|
|
||
|
|||
Chapitre
pour l’Épiphanie, 2017
La
rencontre de l’Autre
L’imagination
populaire, au cours des siècles, a développé beaucoup de poésie et de folklore
autour de ceux qu’on a appelés les « Rois mages ». En réalité
l’Évangile ne les présente pas comme des rois, ni même comme des personnages
importants, mais comme des personnes mal vues par le judaïsme officiel, aussi
bien en tant qu’étrangers qu’en tant que « mages », c’est-à-dire des
astrologues. Matthieu veut souligner le
fait que les deux premiers groupes – et d’ailleurs les deux seuls – qui
viennent présenter leurs hommages à Jésus n’appartiennent pas aux puissants de la
terre mais sont au contraire des personnes considérées comme marginales :
les bergers et les mages.
On perçoit, dans ce récit symbolique,
la réaction de l’Évangile de Matthieu face à la conscience de leur supériorité
raciale que démontraient les chrétiens d’origine juive de Syrie où fut écrit
cet Évangile. Devant cet orgueil et cet
exclusivisme hérités de l’Ancien Testament, l’Évangile invite à reconnaître le
« roi des juifs » dans un petit enfant nu, déposé dans une mangeoire,
et on le fait reconnaître comme tel non par les puissants aussi bien laïcs que
religieux d’Israël, mais par des « étrangers » venant de loin et
exerçant une profession méprisée, celle d’astrologues.

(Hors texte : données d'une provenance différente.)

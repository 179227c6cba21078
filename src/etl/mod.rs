//! Core transformation abstractions
//!
//! Stream preprocessors sit between a connector's raw response bytes and the
//! record decoder. Each one is a [`Transformer`] from bytes to bytes.

mod transform;

pub use transform::Transformer;

/// A stream transform stage: consumes bytes, produces bytes
pub type StreamProcessor = dyn Transformer<Input = Vec<u8>, Output = Vec<u8>>;
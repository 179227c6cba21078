//! Static source settings for JDBC sources

use super::{JobKeys, Keys};
use crate::config::{AnyProperty, ConfigSet, Property, PropertyCatalog};
use crate::diagnostics::Snapshot;
use eyre::Result;
use serde::Deserialize;
use serde_json::{Map, Value};
use std::fmt;
use std::str::FromStr;

/// Case function applied to column names when inferring a schema
#[derive(Debug, Clone, Copy, PartialEq, Eq, Default)]
pub enum SchemaRefactor {
    ToUpper,
    ToLower,
    #[default]
    None,
}

impl SchemaRefactor {
    pub fn apply(&self, column: &str) -> String {
        match self {
            Self::ToUpper => column.to_uppercase(),
            Self::ToLower => column.to_lowercase(),
            Self::None => column.to_string(),
        }
    }
}

impl FromStr for SchemaRefactor {
    type Err = ();
    fn from_str(s: &str) -> Result<Self, Self::Err> {
        match s.trim().to_lowercase().as_str() {
            "toupper" => Ok(Self::ToUpper),
            "tolower" => Ok(Self::ToLower),
            "none" => Ok(Self::None),
            _ => Err(()),
        }
    }
}

impl fmt::Display for SchemaRefactor {
    fn fmt(&self, f: &mut fmt::Formatter<'_>) -> fmt::Result {
        match self {
            Self::ToUpper => write!(f, "toupper"),
            Self::ToLower => write!(f, "tolower"),
            Self::None => write!(f, "none"),
        }
    }
}

/// Settings a JDBC source resolves before running its statement
#[derive(Debug, Clone, PartialEq)]
pub struct JdbcKeys {
    job: JobKeys,
    statement: String,
    initial_parameter_values: Map<String, Value>,
    separator: char,
    quote_character: char,
    escape_character: char,
    schema_refactor: SchemaRefactor,
}

impl JdbcKeys {
    /// Resolve JDBC settings from the configuration
    ///
    /// # Errors
    /// Fails when no statement is configured; there is nothing to run.
    pub fn initialize(catalog: &PropertyCatalog, config: &ConfigSet) -> Result<Self> {
        let job = JobKeys::from_config(catalog, config);
        let keys = Self::from_job(job, catalog, config)?;
        keys.report_usage(catalog, config);
        keys.report_debug_snapshot(catalog, None);
        Ok(keys)
    }

    fn from_job(job: JobKeys, catalog: &PropertyCatalog, config: &ConfigSet) -> Result<Self> {
        if !catalog.jdbc_statement.is_valid_non_blank(config) {
            eyre::bail!(
                "Missing or invalid configuration in {}",
                catalog.jdbc_statement
            );
        }
        let statement = catalog.jdbc_statement.value_or_default(config);

        let schema_refactor = {
            let raw = catalog.jdbc_schema_refactor.value_or_default(config);
            raw.parse().unwrap_or_else(|_| {
                log::warn!(
                    "Unknown schema refactor function '{}' in {}, using none",
                    raw,
                    catalog.jdbc_schema_refactor
                );
                SchemaRefactor::None
            })
        };

        Ok(Self {
            initial_parameter_values: initial_values(
                &catalog.parameters.value_or_default(config),
            ),
            separator: csv_character(&catalog.csv_separator, config),
            quote_character: csv_character(&catalog.csv_quote_character, config),
            escape_character: csv_character(&catalog.csv_escape_character, config),
            job,
            statement,
            schema_refactor,
        })
    }

    pub fn job(&self) -> &JobKeys {
        &self.job
    }

    pub fn statement(&self) -> &str {
        &self.statement
    }

    /// Values bound to the statement's parameters on the first query
    pub fn initial_parameter_values(&self) -> &Map<String, Value> {
        &self.initial_parameter_values
    }

    pub fn separator(&self) -> char {
        self.separator
    }

    pub fn quote_character(&self) -> char {
        self.quote_character
    }

    pub fn escape_character(&self) -> char {
        self.escape_character
    }

    pub fn schema_refactor(&self) -> SchemaRefactor {
        self.schema_refactor
    }
}

impl Keys for JdbcKeys {
    fn essential_parameters<'c>(&self, catalog: &'c PropertyCatalog) -> Vec<AnyProperty<'c>> {
        let mut params = self.job.essential_parameters(catalog);
        params.extend([
            catalog.jdbc_statement.as_any(),
            catalog.source_conn_username.as_any(),
            catalog.source_conn_password.as_any(),
        ]);
        params
    }

    fn snapshot(&self) -> Snapshot {
        Snapshot::new("JdbcKeys")
            .extend(self.job.snapshot())
            .field("JDBC statement", &self.statement)
            .field(
                "Initial values of dynamic parameters",
                Value::Object(self.initial_parameter_values.clone()),
            )
            .field("Separator", self.separator.escape_default())
            .field("Quote character", self.quote_character.escape_default())
            .field("Escape character", self.escape_character.escape_default())
            .field("Schema refactor function", self.schema_refactor)
    }
}

/// One entry of the `ms.parameters` array
#[derive(Debug, Deserialize)]
struct ParameterEntry {
    name: String,
    #[serde(default = "empty_value")]
    value: Value,
}

fn empty_value() -> Value {
    Value::String(String::new())
}

/// Collect `name -> value` from a `ms.parameters` style array
///
/// Entries without a string name are skipped. Entries without a value start
/// out as an empty string.
fn initial_values(parameters: &Value) -> Map<String, Value> {
    let Some(entries) = parameters.as_array() else {
        return Map::new();
    };

    entries
        .iter()
        .filter_map(|entry| ParameterEntry::deserialize(entry).ok())
        .map(|entry| (entry.name, entry.value))
        .collect()
}

/// Resolve a single CSV dialect character
///
/// Accepts one literal character, `\t`, or a `uXXXX` unicode escape. Anything
/// else keeps the descriptor's default.
fn csv_character(property: &Property<String>, config: &ConfigSet) -> char {
    let default = property.default_value().chars().next().unwrap_or(',');
    let raw = property.value_or_default(config);

    match parse_csv_character(&raw) {
        Some(c) => c,
        None => {
            log::warn!(
                "Property {} must be a single character, got '{}', using '{}'",
                property,
                raw,
                default.escape_default()
            );
            default
        }
    }
}

fn parse_csv_character(raw: &str) -> Option<char> {
    let mut chars = raw.chars();
    match (chars.next(), chars.next()) {
        (Some(c), None) => return Some(c),
        (None, _) => return None,
        _ => {}
    }

    if raw == "\\t" {
        return Some('\t');
    }

    raw.strip_prefix('u')
        .or_else(|| raw.strip_prefix("\\u"))
        .filter(|hex| hex.len() == 4 && hex.chars().all(|c| c.is_ascii_hexdigit()))
        .and_then(|hex| u32::from_str_radix(hex, 16).ok())
        .and_then(char::from_u32)
}
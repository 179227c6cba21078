//! Configuration properties
//!
//! This module provides:
//! - [`ConfigSet`]: the flat, string-valued configuration supplied by a job
//! - [`Property`]: typed, bounded descriptors that validate and extract values
//! - [`PropertyCatalog`]: the immutable catalog of every known property

mod catalog;
mod property;
mod set;

pub use catalog::{DEFAULT_FILES_PATTERN, PropertyCatalog};
pub use property::{AnyProperty, Property, PropertyKind, PropertyType, PropertyValue};
pub use set::ConfigSet;
/// A Rust type a property can resolve to
///
/// Implemented for the four members of [`PropertyKind`]: `i64`, `String`,
/// `bool` and `serde_json::Value`. Only integers are ordered, so only they
/// override the bounds hooks.
pub trait PropertyType: Clone + fmt::Debug + PartialEq + Send + Sync + Sized + 'static {
    /// The tag for this type
    const KIND: PropertyKind;

    /// The default used when a descriptor declares none
    fn type_default() -> Self;

    /// Parse a non-blank raw value
    fn parse(raw: &str) -> Result<Self, String>;

    /// Check the value against optional bounds
    fn within(&self, _min: Option<&Self>, _max: Option<&Self>) -> bool {
        true
    }

    /// Pin the value to optional bounds
    fn clamp_to(self, _min: Option<&Self>, _max: Option<&Self>) -> Self {
        self
    }

    /// Wrap the value in its tagged form
    fn into_value(self) -> PropertyValue;

    /// Erase the descriptor type so heterogeneous descriptors can be listed together
    fn erase(property: &Property<Self>) -> AnyProperty<'_>;
}

impl PropertyType for i64 {
    const KIND: PropertyKind = PropertyKind::Integer;

    fn type_default() -> Self {
        0
    }

    fn parse(raw: &str) -> Result<Self, String> {
        raw.trim().parse::<i64>().map_err(|e| e.to_string())
    }

    fn within(&self, min: Option<&Self>, max: Option<&Self>) -> bool {
        min.is_none_or(|min| self >= min) && max.is_none_or(|max| self <= max)
    }

    fn clamp_to(self, min: Option<&Self>, max: Option<&Self>) -> Self {
        let value = max.map_or(self, |max| self.min(*max));
        min.map_or(value, |min| value.max(*min))
    }

    fn into_value(self) -> PropertyValue {
        PropertyValue::Integer(self)
    }

    fn erase(property: &Property<Self>) -> AnyProperty<'_> {
        AnyProperty::Integer(property)
    }
}

impl PropertyType for String {
    const KIND: PropertyKind = PropertyKind::Text;

    fn type_default() -> Self {
        String::new()
    }

    fn parse(raw: &str) -> Result<Self, String> {
        Ok(raw.to_string())
    }

    fn into_value(self) -> PropertyValue {
        PropertyValue::Text(self)
    }

    fn erase(property: &Property<Self>) -> AnyProperty<'_> {
        AnyProperty::Text(property)
    }
}

impl PropertyType for bool {
    const KIND: PropertyKind = PropertyKind::Boolean;

    fn type_default() -> Self {
        false
    }

    fn parse(raw: &str) -> Result<Self, String> {
        match raw.trim().to_lowercase().as_str() {
            "true" => Ok(true),
            "false" => Ok(false),
            other => Err(format!("'{}' is not a boolean", other)),
        }
    }

    fn into_value(self) -> PropertyValue {
        PropertyValue::Boolean(self)
    }

    fn erase(property: &Property<Self>) -> AnyProperty<'_> {
        AnyProperty::Boolean(property)
    }
}

impl PropertyType for Value {
    const KIND: PropertyKind = PropertyKind::Structured;

    fn type_default() -> Self {
        Value::Object(serde_json::Map::new())
    }

    fn parse(raw: &str) -> Result<Self, String> {
        match serde_json::from_str::<Value>(raw).map_err(|e| e.to_string())? {
            value @ (Value::Object(_) | Value::Array(_)) => Ok(value),
            _ => Err("expected a JSON object or array".to_string()),
        }
    }

    fn into_value(self) -> PropertyValue {
        PropertyValue::Structured(self)
    }

    fn erase(property: &Property<Self>) -> AnyProperty<'_> {
        AnyProperty::Structured(property)
    }
}

/// Outcome of checking one property against a configuration set
enum Check<T> {
    Blank,
    Valid(T),
    Invalid(String),
}

/// An immutable, named, typed rule for validating and extracting one
/// configuration value
///
/// # Example
/// ```
/// use multistage_ingest::config::{ConfigSet, Property};
///
/// let max_keys = Property::<i64>::bounded("ms.s3.list.max.keys", 1, 1000, 1000);
///
/// let config = ConfigSet::from_pairs([("ms.s3.list.max.keys", "250")]);
/// assert_eq!(max_keys.value_or_default(&config), 250);
///
/// let config = ConfigSet::from_pairs([("ms.s3.list.max.keys", "5000")]);
/// assert!(!max_keys.is_valid(&config));
/// assert_eq!(max_keys.value_or_default(&config), 1000);
/// ```
#[derive(Debug, Clone, PartialEq)]
pub struct Property<T: PropertyType> {
    key: &'static str,
    default_value: T,
    min_value: Option<T>,
    max_value: Option<T>,
    secret: bool,
}
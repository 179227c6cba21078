//! Integration tests for object storage source initialization
//!
//! These tests load job configuration from real files and run the
//! initializer the way the CLI does.

use eyre::Result;
use multistage_ingest::cli::load_config;
use multistage_ingest::config::{ConfigSet, Property};
use multistage_ingest::source::DEFAULT_CONNECTION_TIMEOUT_SECS;
use multistage_ingest::{PropertyCatalog, Region, S3Keys};
use std::io::Write;
use tempfile::NamedTempFile;

fn write_config(lines: &[&str]) -> NamedTempFile {
    let mut file = NamedTempFile::new().unwrap();
    for line in lines {
        writeln!(file, "{}", line).unwrap();
    }
    file
}

#[test]
fn test_full_job_file() -> Result<()> {
    let file = write_config(&[
        "# nightly export",
        "ms.source.uri=https://my-bucket.s3.us-west-2.amazonaws.com/a%7Bb%7D/c",
        r#"ms.source.s3.parameters='{"region": "us-east-1", "connection_timeout": 30}'"#,
        r"ms.source.files.pattern='.*\.avro$'",
        "ms.s3.list.max.keys=500",
        "source.conn.username=AKIAEXAMPLE",
        "source.conn.password=not-a-real-secret",
    ]);

    let catalog = PropertyCatalog::new();
    let config = load_config(file.path())?;
    let keys = S3Keys::initialize(&catalog, &config)?;

    assert_eq!(keys.bucket(), "my-bucket");
    assert_eq!(keys.endpoint(), "https://s3.us-west-2.amazonaws.com");
    assert_eq!(keys.prefix(), "a{b}/c");
    assert_eq!(keys.region().id(), "us-east-1");
    assert_eq!(keys.connection_timeout(), 30);
    assert_eq!(keys.max_keys(), 500);
    assert_eq!(keys.access_key(), "AKIAEXAMPLE");
    assert!(keys.matches_file("a{b}/c/part-0001.avro"));
    assert!(!keys.matches_file("a{b}/c/_SUCCESS"));
    Ok(())
}

#[test]
fn test_missing_timeout_uses_default() -> Result<()> {
    let catalog = PropertyCatalog::new();
    let config = ConfigSet::from_pairs([
        ("ms.source.uri", "https://bucket.s3.amazonaws.com/data"),
        ("ms.source.s3.parameters", r#"{"region": "us-west-1"}"#),
    ]);

    let keys = S3Keys::initialize(&catalog, &config)?;
    assert_eq!(keys.connection_timeout(), DEFAULT_CONNECTION_TIMEOUT_SECS);
    Ok(())
}

#[test]
fn test_negative_timeout_fails() {
    let catalog = PropertyCatalog::new();
    let config = ConfigSet::from_pairs([
        ("ms.source.uri", "https://bucket.s3.amazonaws.com/data"),
        ("ms.source.s3.parameters", r#"{"connection_timeout": -5}"#),
    ]);

    let err = S3Keys::initialize(&catalog, &config).unwrap_err();
    assert_eq!(err.to_string(), "-5 is not a valid timeout value.");
}

#[test]
fn test_unknown_region_fails() {
    let catalog = PropertyCatalog::new();
    let config = ConfigSet::from_pairs([
        ("ms.source.uri", "https://bucket.s3.amazonaws.com/data"),
        ("ms.source.s3.parameters", r#"{"region": "mars-central-1"}"#),
    ]);

    let err = S3Keys::initialize(&catalog, &config).unwrap_err();
    assert!(err.to_string().contains("mars-central-1"));
    assert!(err.to_string().contains("not a valid S3 region"));
}

#[test]
fn test_region_defaults_to_us_west_2() -> Result<()> {
    let catalog = PropertyCatalog::new();
    let config = ConfigSet::from_pairs([("ms.source.uri", "https://bucket.s3.amazonaws.com/")]);

    let keys = S3Keys::initialize(&catalog, &config)?;
    assert_eq!(keys.region(), Region::US_WEST_2);
    Ok(())
}

#[test]
fn test_invalid_parameters_json_falls_back() -> Result<()> {
    let catalog = PropertyCatalog::new();
    let config = ConfigSet::from_pairs([
        ("ms.source.uri", "https://bucket.s3.amazonaws.com/"),
        ("ms.source.s3.parameters", "{region: eu-west-1"),
    ]);

    // malformed parameters are soft errors; the defaults apply
    let keys = S3Keys::initialize(&catalog, &config)?;
    assert_eq!(keys.region(), Region::US_WEST_2);
    assert_eq!(keys.connection_timeout(), DEFAULT_CONNECTION_TIMEOUT_SECS);
    Ok(())
}

#[test]
fn test_bounded_integer_scenario() {
    let prop = Property::<i64>::bounded("ms.test.limit", 0, 100, 0);
    let config = ConfigSet::from_pairs([("ms.test.limit", "150")]);

    assert!(!prop.is_valid(&config));
    assert_eq!(prop.value_or_default(&config), 0);
}

#[test]
fn test_catalog_shared_across_threads() {
    let catalog = std::sync::Arc::new(PropertyCatalog::new());

    let handles: Vec<_> = (0..4)
        .map(|i| {
            let catalog = catalog.clone();
            std::thread::spawn(move || {
                let config = ConfigSet::from_pairs([
                    ("ms.source.uri", format!("https://bucket-{}.s3.amazonaws.com/p", i)),
                ]);
                S3Keys::initialize(&catalog, &config).map(|k| k.bucket().to_string())
            })
        })
        .collect();

    for (i, handle) in handles.into_iter().enumerate() {
        let bucket = handle.join().unwrap().unwrap();
        assert_eq!(bucket, format!("bucket-{}", i));
    }
}
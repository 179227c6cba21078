//! Job-level source settings

use super::Keys;
use crate::config::{AnyProperty, ConfigSet, PropertyCatalog};
use crate::diagnostics::Snapshot;
use serde_json::Value;

/// Static settings resolved once per job and shared by every source type
///
/// Unlike [`ExtractorKeys`](super::ExtractorKeys), these do not change while
/// a run pages through its source.
#[derive(Debug, Clone, PartialEq)]
pub struct JobKeys {
    source_uri: String,
    data_field: String,
    total_count_field: String,
    session_key_field: Value,
    call_interval_millis: i64,
    work_unit_parallelism_max: i64,
    enable_cleansing: bool,
}

impl JobKeys {
    /// Resolve job settings, falling back to defaults for anything blank or invalid
    pub fn from_config(catalog: &PropertyCatalog, config: &ConfigSet) -> Self {
        Self {
            source_uri: catalog.source_uri.value_or_default(config),
            data_field: catalog.data_field.value_or_default(config),
            total_count_field: catalog.total_count_field.value_or_default(config),
            session_key_field: catalog.session_key_field.value_or_default(config),
            call_interval_millis: catalog.call_interval_millis.value_or_default(config),
            work_unit_parallelism_max: catalog.work_unit_parallelism_max.value_or_default(config),
            enable_cleansing: catalog.enable_cleansing.value_or_default(config),
        }
    }

    pub fn source_uri(&self) -> &str {
        &self.source_uri
    }

    /// JSON path of the records inside a response, empty when the response is the records
    pub fn data_field(&self) -> &str {
        &self.data_field
    }

    pub fn total_count_field(&self) -> &str {
        &self.total_count_field
    }

    pub fn session_key_field(&self) -> &Value {
        &self.session_key_field
    }

    /// Name of the session key inside the response, if one is configured
    pub fn session_key_name(&self) -> Option<&str> {
        self.session_key_field.get("name").and_then(|v| v.as_str())
    }

    pub fn call_interval_millis(&self) -> i64 {
        self.call_interval_millis
    }

    pub fn work_unit_parallelism_max(&self) -> i64 {
        self.work_unit_parallelism_max
    }

    pub fn enable_cleansing(&self) -> bool {
        self.enable_cleansing
    }
}

impl Keys for JobKeys {
    fn essential_parameters<'c>(&self, catalog: &'c PropertyCatalog) -> Vec<AnyProperty<'c>> {
        vec![
            catalog.source_uri.as_any(),
            catalog.session_key_field.as_any(),
            catalog.work_unit_parallelism_max.as_any(),
        ]
    }

    fn snapshot(&self) -> Snapshot {
        Snapshot::new("JobKeys")
            .field("Source URI", &self.source_uri)
            .field("Data field", &self.data_field)
            .field("Total count field", &self.total_count_field)
            .field("Session key field", &self.session_key_field)
            .field("Call interval (ms)", self.call_interval_millis)
            .field("Work unit parallelism max", self.work_unit_parallelism_max)
            .field("Enable cleansing", self.enable_cleansing)
    }
}

#[cfg(test)]
mod tests {
    use super::*;
    use serde_json::json;

    #[test]
    fn test_defaults() {
        let catalog = PropertyCatalog::new();
        let keys = JobKeys::from_config(&catalog, &ConfigSet::new());

        assert_eq!(keys.source_uri(), "");
        assert_eq!(keys.session_key_field(), &json!({}));
        assert_eq!(keys.session_key_name(), None);
        assert_eq!(keys.call_interval_millis(), 0);
        assert_eq!(keys.work_unit_parallelism_max(), 100);
        assert!(keys.enable_cleansing());
    }

    #[test]
    fn test_from_config() {
        let catalog = PropertyCatalog::new();
        let config = ConfigSet::from_pairs([
            ("ms.source.uri", "jdbc:mysql://db:3306/sales"),
            ("ms.data.field", "results"),
            ("ms.total.count.field", "meta.total"),
            ("ms.session.key.field", r#"{"name": "cursor"}"#),
            ("ms.call.interval.millis", "250"),
            ("ms.work.unit.parallelism.max", "9000"),
            ("ms.enable.cleansing", "false"),
        ]);
        let keys = JobKeys::from_config(&catalog, &config);

        assert_eq!(keys.source_uri(), "jdbc:mysql://db:3306/sales");
        assert_eq!(keys.data_field(), "results");
        assert_eq!(keys.total_count_field(), "meta.total");
        assert_eq!(keys.session_key_name(), Some("cursor"));
        assert_eq!(keys.call_interval_millis(), 250);
        // out of bounds falls back to the default
        assert_eq!(keys.work_unit_parallelism_max(), 100);
        assert!(!keys.enable_cleansing());
    }
}
//! CLI helper functions

use crate::{
    config::{ConfigSet, PropertyCatalog},
    diagnostics::Snapshot,
    keys::{JdbcKeys, Keys},
    source::S3Keys,
};
use clap::ValueEnum;
use eyre::{Context, Result};
use std::path::Path;

/// Source types the CLI can initialize
#[derive(Clone, Copy, Debug, PartialEq, Eq, ValueEnum)]
pub enum SourceKind {
    S3,
    Jdbc,
}

/// Outcome of checking a configuration against the catalog
#[derive(Debug, Clone, Default, PartialEq, Eq)]
pub struct CheckReport {
    /// Keys whose values fail to parse or fall out of bounds
    pub invalid: Vec<&'static str>,
    /// `ms.` keys no descriptor knows about
    pub unknown: Vec<String>,
}

impl CheckReport {
    pub fn is_clean(&self) -> bool {
        self.invalid.is_empty() && self.unknown.is_empty()
    }
}

/// Load a configuration file
///
/// `.yml` and `.yaml` files are read as flat YAML mappings; anything else is
/// read as `key=value` lines.
pub fn load_config(path: impl AsRef<Path>) -> Result<ConfigSet> {
    let path = path.as_ref();
    if !path.exists() {
        eyre::bail!("Configuration file not found: {}", path.display());
    }

    let is_yaml = path
        .extension()
        .and_then(|e| e.to_str())
        .is_some_and(|e| e.eq_ignore_ascii_case("yml") || e.eq_ignore_ascii_case("yaml"));

    let config = if is_yaml {
        ConfigSet::from_yaml_file(path)?
    } else {
        ConfigSet::from_env_file(path)?
    };

    log::info!("Loaded {} properties from {}", config.len(), path.display());
    Ok(config)
}

/// Validate every property in the configuration without failing
pub fn check_properties(catalog: &PropertyCatalog, config: &ConfigSet) -> CheckReport {
    let invalid = catalog.invalid_keys(config);
    let unknown: Vec<String> = catalog
        .unknown_keys(config)
        .into_iter()
        .map(|k| k.to_string())
        .collect();

    for key in &unknown {
        log::warn!("Unknown property {} will be ignored", key);
    }

    CheckReport { invalid, unknown }
}

/// Run a source initializer and return a snapshot of the settings it produced
pub fn initialize_source(
    kind: SourceKind,
    catalog: &PropertyCatalog,
    config: &ConfigSet,
) -> Result<Snapshot> {
    let snapshot = match kind {
        SourceKind::S3 => S3Keys::initialize(catalog, config)
            .with_context(|| "Failed to initialize object storage source")?
            .snapshot(),
        SourceKind::Jdbc => JdbcKeys::initialize(catalog, config)
            .with_context(|| "Failed to initialize JDBC source")?
            .snapshot(),
    };
    Ok(snapshot)
}

/// One line per catalog entry: key, kind, default and integer bounds
pub fn describe_catalog(catalog: &PropertyCatalog) -> Vec<String> {
    catalog
        .all()
        .into_iter()
        .map(|p| {
            let bounds = match p.bounds() {
                Some((min, max)) => format!(" [{}, {}]", min, max),
                None => String::new(),
            };
            format!(
                "{} ({}) default: {}{}",
                p.key(),
                p.kind(),
                p.default_value(),
                bounds
            )
        })
        .collect()
}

À notre époque où se généralise à
nouveau – particulièrement en Occident, mais aussi un peu partout dans le monde
-- une méfiance grandissante à l’égard de l’ « étranger »
et de quiconque est « différent », ce récit prend une signification
tout à fait actuelle. Il nous montre que
lorsque nous nous fermons à l’étranger et surtout lorsque nous voulons réduire
le monde aux limites de nos croyances et de nos appartenances, nous reproduisons
aussi bien l’attitude d’Hérode que celle des prêtres et des scribes
d’Israël. Peut-être manquons-nous alors les
nombreuses manifestations de Dieu, les nombreuses Épiphanies qui nous sont
offertes par Dieu.
À la foi en l’universalité du salut
offert par Dieu, s’opposent tous les fondamentalismes. Et la célébration de
l’Épiphanie, cette année, prend sans doute une importance nouvelle, du fait que
l’année qui vient de se terminer a été marquée d’une façon tout à fait
particulière par l’exacerbation de tous les fondamentalismes -- que ce soit le fondamentalisme islamique,
qui ne représente aucunement l’Islam, ou le fondamentalisme d’un christianisme
politique d’extrême droite, qui prétend pouvoir exterminer le mal, et qui n’a
rien de chrétien, ou encore un certain fondamentalisme laïque qui est d’ailleurs
aux antipodes d’une laïcité éclairée.
Le texte évangélique sur
les Mages, très riche en symboles, nous enseigne beaucoup de choses. D'abord, nous devons, comme les Mages,
apprendre à discerner tout ce que Dieu nous dit de Lui-même à travers la nature
et les événements naturels. L'histoire des Rois Mages a nourri l'imagination
toute naïve de notre enfance. Il nous
faut, à l'âge adulte, développer une seconde naïveté qui nous permette de
discerner de temps à autre une étoile qui nous indique la volonté de Dieu sur
nous et avoir le courage de la suivre, même sans savoir où elle nous
conduit. Se laisser emporter dans une
recherche spirituelle, au-delà des supports de la culture humaine et religieuse
environnante a d'ailleurs été la caractéristique commune du monachisme de tous
les âges. De fait, les mages de notre
évangile apparaissent étrangement proches de ces moines itinérants qu'on trouve
à l'époque de Jésus à travers l'Asie et qu'on trouvera dans le christianisme
syriaque de la première génération. (Ce monachisme itinérant qui voulait imiter
Jésus qui n’avait pas où reposer la tête, a d’ailleurs été la première forme de
monachisme chrétien.)
C’est aussi l’occasion de nous
demander où en est notre ouverture à l’autre? Après quelques décennies caractérisées par un
développement considérable du dialogue entre les peuples, les cultures et les
religions, nous assistons actuellement un peu partout en Occident à un
mouvement de recul et de fermeture à l’autre – à l’autre venant d’autres pays
et d’autres cultures, ayant d’autres coutumes et d’autres traditions
religieuses. Un vent de xénophobie est perceptible
un peu partout. Dans ce contexte
l’Évangile nous fait une obligation particulière, en tant que Chrétiens, non
seulement de garder nos cœurs ouverts à la largeur de celui de Dieu, mais aussi
de travailler de façon concrète à maintenir ou à rétablir le dialogue à tous
les niveaux.
L’Église – notre Église – qui avait
cédé durant assez longtemps à la tentation de se replier sur elle-même tout en
se faisant prosélyte, a soudain redécouvert admirablement au moment du Vatican
II, ce que Paul – dans la seconde lecture de la messe d’aujourd’hui -- appelle
le « mystère ». Dans un des grands documents du Concile « Nostra aetate »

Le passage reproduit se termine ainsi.